* _WHAT YOU WILL DO_
Go through the entries below. Copy out every line that contains "Deserialize".

RECORDS FOR THIS TASK: Begin

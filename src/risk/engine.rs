//! Risk score computation.

use super::weights::ScoringWeights;
use crate::classify::ClassifiedEmitter;
use crate::scan::{Environment, InspectionChecklist};
use serde::{Deserialize, Serialize};

/// Outcome of one scan. Computed once, never modified.
#[derive(Debug, Clone, PartialEq, Serialize, Deserialize)]
#[serde(rename_all = "camelCase")]
pub struct AnalysisResult {
    /// Physical findings as entered.
    pub checklist: InspectionChecklist,
    /// Emitters considered, threats and unverified alike.
    #[serde(default)]
    pub detected_devices: Vec<ClassifiedEmitter>,
    /// Bounded to 0-100.
    pub risk_score: u8,
    /// Score above the suspicion threshold.
    pub is_suspicious: bool,
    /// Where the terminal is deployed.
    #[serde(default)]
    pub environment: Environment,
}

impl AnalysisResult {
    /// Number of emitters classified as threats.
    pub fn threat_count(&self) -> usize {
        self.detected_devices.iter().filter(|d| d.is_threat()).count()
    }
}

/// Scores scans with a fixed weight set.
#[derive(Debug, Clone, Default)]
pub struct RiskEngine {
    weights: ScoringWeights,
}

impl RiskEngine {
    /// Engine scoring with `weights`.
    pub fn new(weights: ScoringWeights) -> Self {
        Self { weights }
    }

    /// Weights in use.
    pub fn weights(&self) -> &ScoringWeights {
        &self.weights
    }

    /// Scores a checklist and classified emitters in the given environment.
    pub fn score(
        &self,
        checklist: InspectionChecklist,
        emitters: Vec<ClassifiedEmitter>,
        environment: Environment,
    ) -> AnalysisResult {
        compute_risk(&self.weights, checklist, emitters, environment)
    }
}

/// Pure risk function.
///
/// The wireless contribution is the strongest single device weight, not
/// the sum: one close exact match dominates a crowd of weak generic names.
pub fn compute_risk(
    weights: &ScoringWeights,
    checklist: InspectionChecklist,
    emitters: Vec<ClassifiedEmitter>,
    environment: Environment,
) -> AnalysisResult {
    let mut score = 0.0;

    if checklist.loose_parts {
        score += weights.loose_parts;
    }
    if checklist.mismatched_colors {
        score += weights.mismatched_colors;
    }
    if checklist.keypad_obstruction {
        score += weights.keypad_obstruction;
    }
    if checklist.hidden_camera {
        score += weights.hidden_camera;
    }

    let signal_score = emitters
        .iter()
        .filter(|e| e.is_threat())
        .map(|e| weights.method_weight(e.method()) * weights.proximity_multiplier(e.rssi()))
        .fold(0.0_f64, f64::max);

    score += signal_score * weights.environment_weight(environment);

    if checklist.bluetooth_signal {
        score += weights.manual_signal_bonus;
    }

    let risk_score = score.clamp(0.0, 100.0).round() as u8;
    let is_suspicious = risk_score > weights.suspicion_threshold;

    tracing::debug!(
        risk_score,
        is_suspicious,
        signal_score,
        environment = %environment,
        emitters = emitters.len(),
        "Risk computed"
    );

    AnalysisResult {
        checklist,
        detected_devices: emitters,
        risk_score,
        is_suspicious,
        environment,
    }
}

RECORDS FOR THIS TASK: End

* _ANSWER AREA_
use serde::{Deserialize, Serialize};
#[derive(Debug, Clone, PartialEq, Serialize, Deserialize)]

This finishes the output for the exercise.